• ENTRIES PROVIDED:
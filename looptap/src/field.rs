use {
    crate::types::{Rect, Size},
    std::cmp::max,
};

#[derive(Debug, Clone, Copy, PartialEq, Eq)]
pub enum Absorb {
    /// First sighting, the field is now exactly the ball box.
    Initialized,
    /// The ball box was already inside the field.
    Unchanged,
    Grown,
}

/// Playing field inferred from where the ball has been seen so far.
#[derive(Debug, Clone, Default)]
pub struct FieldCalibration {
    field: Option<Rect>,
    min_ball_size: i32,
    field_units: i32,
}

impl FieldCalibration {
    pub fn new(min_ball_size: i32, field_units: i32) -> Self {
        Self {
            field: None,
            min_ball_size,
            field_units,
        }
    }

    pub fn field(&self) -> Option<Rect> {
        self.field
    }

    /// The field spans more than `field_units` ball widths on both axes and
    /// is square to within a quarter ball width.
    pub fn have_field(&self, ball: Rect) -> bool {
        let Some(field) = self.field else {
            return false;
        };
        let unit = max(self.min_ball_size, ball.width());
        field.width() > unit * self.field_units
            && field.height() > unit * self.field_units
            && field.width() < field.height() + unit / 4
            && field.width() > field.height() - unit / 4
    }

    pub fn absorb(&mut self, ball: Rect) -> Absorb {
        let Some(before) = self.field else {
            self.field = Some(ball);
            return Absorb::Initialized;
        };
        let mut field = before;
        field.add(&ball);
        self.field = Some(field);
        if field == before {
            Absorb::Unchanged
        } else {
            Absorb::Grown
        }
    }

    /// Grows the field by one pixel ring.
    pub fn expand(&mut self, bounds: Size) {
        if let Some(field) = &mut self.field {
            field.expand(bounds);
        }
    }

    pub fn add_safety_margin(&mut self, rings: i32, bounds: Size) {
        for _ in 0..rings {
            self.expand(bounds);
        }
    }
}
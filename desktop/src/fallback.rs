pub struct Context;

impl Context {
    pub fn new() -> anyhow::Result<Self> {
        Ok(Self)
    }

    // Clicking the window under the pointer is the portable way to focus it.
    pub fn focus_under_pointer(&self, context: &crate::Context) -> anyhow::Result<()> {
        context.mouse_left_click()
    }
}
use {
    anyhow::Context as _,
    tracing::debug,
    x11rb::{
        connection::Connection,
        protocol::xproto::{ConnectionExt, InputFocus, Window},
        rust_connection::RustConnection,
        CURRENT_TIME, NONE,
    },
};

pub struct Context {
    connection: RustConnection,
    root: Window,
}

impl Context {
    pub fn new() -> anyhow::Result<Self> {
        let (connection, screen_num) = x11rb::connect(None)?;
        let root = connection
            .setup()
            .roots
            .get(screen_num)
            .with_context(|| format!("X screen {screen_num} not found"))?
            .root;
        Ok(Self { connection, root })
    }

    pub fn focus_under_pointer(&self, _context: &crate::Context) -> anyhow::Result<()> {
        let pointer = self.connection.query_pointer(self.root)?.reply()?;
        if pointer.child == NONE {
            debug!("no window under the pointer");
            return Ok(());
        }
        self.connection
            .set_input_focus(InputFocus::NONE, pointer.child, CURRENT_TIME)?;
        self.connection.flush()?;
        debug!("focused window {}", pointer.child);
        Ok(())
    }
}
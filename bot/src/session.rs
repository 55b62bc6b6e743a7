use {
    anyhow::Context as _,
    looptap::{Game, GameConfig, GameFrame, GameStats, ImageFrame, ManualClock, RecordingControls},
    looptap_desktop::{Context, DesktopControls, ScreenFrame},
    std::{path::Path, thread, time::Duration},
    tracing::info,
};

pub fn play(config: GameConfig, interval: Duration) -> anyhow::Result<()> {
    let context = Context::new().context("failed to open the desktop")?;
    let mut screen = ScreenFrame::new(context.clone())?;
    let mut controls = DesktopControls::new(context);
    let mut game = Game::new(config, screen.size());

    while game.step(&mut screen, &mut controls) {
        thread::sleep(interval);
    }
    info!("session over: {:?}", game.stats());
    Ok(())
}

pub fn replay(config: GameConfig, dir: &Path, secs_per_frame: i64) -> anyhow::Result<GameStats> {
    let mut frames = ImageFrame::load_dir(dir)?;
    let mut controls = RecordingControls::new();
    let clock = ManualClock::new(0);
    let mut game = Game::with_clock(config, frames.size(), clock.clone());

    loop {
        let keep_playing = game.step(&mut frames, &mut controls);
        clock.advance(secs_per_frame);
        if !keep_playing || frames.remaining() == 0 {
            break;
        }
    }
    info!(
        "replayed {} frames, {} control events",
        game.frame_count(),
        controls.events().len()
    );
    info!("session over: {:?}", game.stats());
    Ok(game.stats().clone())
}
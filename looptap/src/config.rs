use {
    crate::types::Pixel,
    anyhow::Context as _,
    serde::{Deserialize, Serialize},
    std::path::{Path, PathBuf},
};

/// Near-white background of the playing field.
pub const FIELD_COLOR: Pixel = Pixel::from_rgb(0xfb, 0xf9, 0xf6);
/// The ball.
pub const BALL_COLOR: Pixel = Pixel::from_rgb(0x2c, 0x3d, 0x51);

/// Tuning of a play session. Every field has a default, so a config file
/// only needs to mention what it changes.
#[derive(Debug, Clone, PartialEq, Eq, Serialize, Deserialize)]
#[serde(default, deny_unknown_fields)]
pub struct GameConfig {
    pub field_color: Pixel,
    pub ball_color: Pixel,
    /// Minimum number of frames between two dispatched fire actions.
    pub deadzone_frames: u64,
    /// Seconds without a moving (or any) ball before the session stops.
    pub timeout_secs: i64,
    /// Distance in pixels from the ball box to the surroundedness probes.
    pub probe_margin: u32,
    /// A ball box must be strictly larger than this on both axes.
    pub min_ball_size: i32,
    /// Field sides must exceed this many ball widths.
    pub field_units: i32,
    /// Where the raster is dumped when no ball can be found at startup.
    pub proof_path: PathBuf,
}

impl Default for GameConfig {
    fn default() -> Self {
        Self::new()
    }
}

impl GameConfig {
    pub fn new() -> Self {
        Self {
            field_color: FIELD_COLOR,
            ball_color: BALL_COLOR,
            deadzone_frames: 1,
            timeout_secs: 2,
            probe_margin: 3,
            min_ball_size: 4,
            field_units: 10,
            proof_path: PathBuf::from("no-ball-proof.png"),
        }
    }

    pub fn load(path: impl AsRef<Path>) -> anyhow::Result<Self> {
        let path = path.as_ref();
        let data = fs_err::read(path)?;
        serde_json::from_slice(&data)
            .with_context(|| format!("failed to parse config file {:?}", path.display()))
    }

    pub fn with_field_color(mut self, color: Pixel) -> Self {
        self.field_color = color;
        self
    }

    pub fn with_ball_color(mut self, color: Pixel) -> Self {
        self.ball_color = color;
        self
    }

    pub fn with_deadzone_frames(mut self, frames: u64) -> Self {
        self.deadzone_frames = frames;
        self
    }

    pub fn with_timeout_secs(mut self, secs: i64) -> Self {
        self.timeout_secs = secs;
        self
    }

    pub fn with_probe_margin(mut self, margin: u32) -> Self {
        self.probe_margin = margin;
        self
    }

    pub fn with_proof_path(mut self, path: PathBuf) -> Self {
        self.proof_path = path;
        self
    }
}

• ACTIVITY:
All records shown above are to be given again verbatim.

• ANSWER SECTION:
filename looptap/src/field.rs
use {
    crate::types::{Rect, Size},
    std::cmp::max,
};

#[derive(Debug, Clone, Copy, PartialEq, Eq)]
pub enum Absorb {
    /// First sighting, the field is now exactly the ball box.
    Initialized,
    /// The ball box was already inside the field.
    Unchanged,
    Grown,
}

/// Playing field inferred from where the ball has been seen so far.
#[derive(Debug, Clone, Default)]
pub struct FieldCalibration {
    field: Option<Rect>,
    min_ball_size: i32,
    field_units: i32,
}

impl FieldCalibration {
    pub fn new(min_ball_size: i32, field_units: i32) -> Self {
        Self {
            field: None,
            min_ball_size,
            field_units,
        }
    }

    pub fn field(&self) -> Option<Rect> {
        self.field
    }

    /// The field spans more than `field_units` ball widths on both axes and
    /// is square to within a quarter ball width.
    pub fn have_field(&self, ball: Rect) -> bool {
        let Some(field) = self.field else {
            return false;
        };
        let unit = max(self.min_ball_size, ball.width());
        field.width() > unit * self.field_units
            && field.height() > unit * self.field_units
            && field.width() < field.height() + unit / 4
            && field.width() > field.height() - unit / 4
    }

    pub fn absorb(&mut self, ball: Rect) -> Absorb {
        let Some(before) = self.field else {
            self.field = Some(ball);
            return Absorb::Initialized;
        };
        let mut field = before;
        field.add(&ball);
        self.field = Some(field);
        if field == before {
            Absorb::Unchanged
        } else {
            Absorb::Grown
        }
    }

    /// Grows the field by one pixel ring.
    pub fn expand(&mut self, bounds: Size) {
        if let Some(field) = &mut self.field {
            field.expand(bounds);
        }
    }

    pub fn add_safety_margin(&mut self, rings: i32, bounds: Size) {
        for _ in 0..rings {
            self.expand(bounds);
        }
    }
}
filename desktop/src/fallback.rs
pub struct Context;

impl Context {
    pub fn new() -> anyhow::Result<Self> {
        Ok(Self)
    }

    // Clicking the window under the pointer is the portable way to focus it.
    pub fn focus_under_pointer(&self, context: &crate::Context) -> anyhow::Result<()> {
        context.mouse_left_click()
    }
}
use {
    anyhow::Context as _,
    tracing::debug,
    x11rb::{
        connection::Connection,
        protocol::xproto::{ConnectionExt, InputFocus, Window},
        rust_connection::RustConnection,
        CURRENT_TIME, NONE,
    },
};

pub struct Context {
    connection: RustConnection,
    root: Window,
}

impl Context {
    pub fn new() -> anyhow::Result<Self> {
        let (connection, screen_num) = x11rb::connect(None)?;
        let root = connection
            .setup()
            .roots
            .get(screen_num)
            .with_context(|| format!("X screen {screen_num} not found"))?
            .root;
        Ok(Self { connection, root })
    }

    pub fn focus_under_pointer(&self, _context: &crate::Context) -> anyhow::Result<()> {
        let pointer = self.connection.query_pointer(self.root)?.reply()?;
        if pointer.child == NONE {
            debug!("no window under the pointer");
            return Ok(());
        }
        self.connection
            .set_input_focus(InputFocus::NONE, pointer.child, CURRENT_TIME)?;
        self.connection.flush()?;
        debug!("focused window {}", pointer.child);
        Ok(())
    }
}
filename bot/src/session.rs
repository 55b62bc6b6e743a7
use {
    anyhow::Context as _,
    looptap::{Game, GameConfig, GameFrame, GameStats, ImageFrame, ManualClock, RecordingControls},
    looptap_desktop::{Context, DesktopControls, ScreenFrame},
    std::{path::Path, thread, time::Duration},
    tracing::info,
};

pub fn play(config: GameConfig, interval: Duration) -> anyhow::Result<()> {
    let context = Context::new().context("failed to open the desktop")?;
    let mut screen = ScreenFrame::new(context.clone())?;
    let mut controls = DesktopControls::new(context);
    let mut game = Game::new(config, screen.size());

    while game.step(&mut screen, &mut controls) {
        thread::sleep(interval);
    }
    info!("session over: {:?}", game.stats());
    Ok(())
}

pub fn replay(config: GameConfig, dir: &Path, secs_per_frame: i64) -> anyhow::Result<GameStats> {
    let mut frames = ImageFrame::load_dir(dir)?;
    let mut controls = RecordingControls::new();
    let clock = ManualClock::new(0);
    let mut game = Game::with_clock(config, frames.size(), clock.clone());

    loop {
        let keep_playing = game.step(&mut frames, &mut controls);
        clock.advance(secs_per_frame);
        if !keep_playing || frames.remaining() == 0 {
            break;
        }
    }
    info!(
        "replayed {} frames, {} control events",
        game.frame_count(),
        controls.events().len()
    );
    info!("session over: {:?}", game.stats());
    Ok(game.stats().clone())
}
filename looptap/src/config.rs
use {
    crate::types::Pixel,
    anyhow::Context as _,
    serde::{Deserialize, Serialize},
    std::path::{Path, PathBuf},
};

/// Near-white background of the playing field.
pub const FIELD_COLOR: Pixel = Pixel::from_rgb(0xfb, 0xf9, 0xf6);
/// The ball.
pub const BALL_COLOR: Pixel = Pixel::from_rgb(0x2c, 0x3d, 0x51);

/// Tuning of a play session. Every field has a default, so a config file
/// only needs to mention what it changes.
#[derive(Debug, Clone, PartialEq, Eq, Serialize, Deserialize)]
#[serde(default, deny_unknown_fields)]
pub struct GameConfig {
    pub field_color: Pixel,
    pub ball_color: Pixel,
    /// Minimum number of frames between two dispatched fire actions.
    pub deadzone_frames: u64,
    /// Seconds without a moving (or any) ball before the session stops.
    pub timeout_secs: i64,
    /// Distance in pixels from the ball box to the surroundedness probes.
    pub probe_margin: u32,
    /// A ball box must be strictly larger than this on both axes.
    pub min_ball_size: i32,
    /// Field sides must exceed this many ball widths.
    pub field_units: i32,
    /// Where the raster is dumped when no ball can be found at startup.
    pub proof_path: PathBuf,
}

impl Default for GameConfig {
    fn default() -> Self {
        Self::new()
    }
}

impl GameConfig {
    pub fn new() -> Self {
        Self {
            field_color: FIELD_COLOR,
            ball_color: BALL_COLOR,
            deadzone_frames: 1,
            timeout_secs: 2,
            probe_margin: 3,
            min_ball_size: 4,
            field_units: 10,
            proof_path: PathBuf::from("no-ball-proof.png"),
        }
    }

    pub fn load(path: impl AsRef<Path>) -> anyhow::Result<Self> {
        let path = path.as_ref();
        let data = fs_err::read(path)?;
        serde_json::from_slice(&data)
            .with_context(|| format!("failed to parse config file {:?}", path.display()))
    }

    pub fn with_field_color(mut self, color: Pixel) -> Self {
        self.field_color = color;
        self
    }

    pub fn with_ball_color(mut self, color: Pixel) -> Self {
        self.ball_color = color;
        self
    }

    pub fn with_deadzone_frames(mut self, frames: u64) -> Self {
        self.deadzone_frames = frames;
        self
    }

    pub fn with_timeout_secs(mut self, secs: i64) -> Self {
        self.timeout_secs = secs;
        self
    }

    pub fn with_probe_margin(mut self, margin: u32) -> Self {
        self.probe_margin = margin;
        self
    }

    pub fn with_proof_path(mut self, path: PathBuf) -> Self {
        self.proof_path = path;
        self
    }
}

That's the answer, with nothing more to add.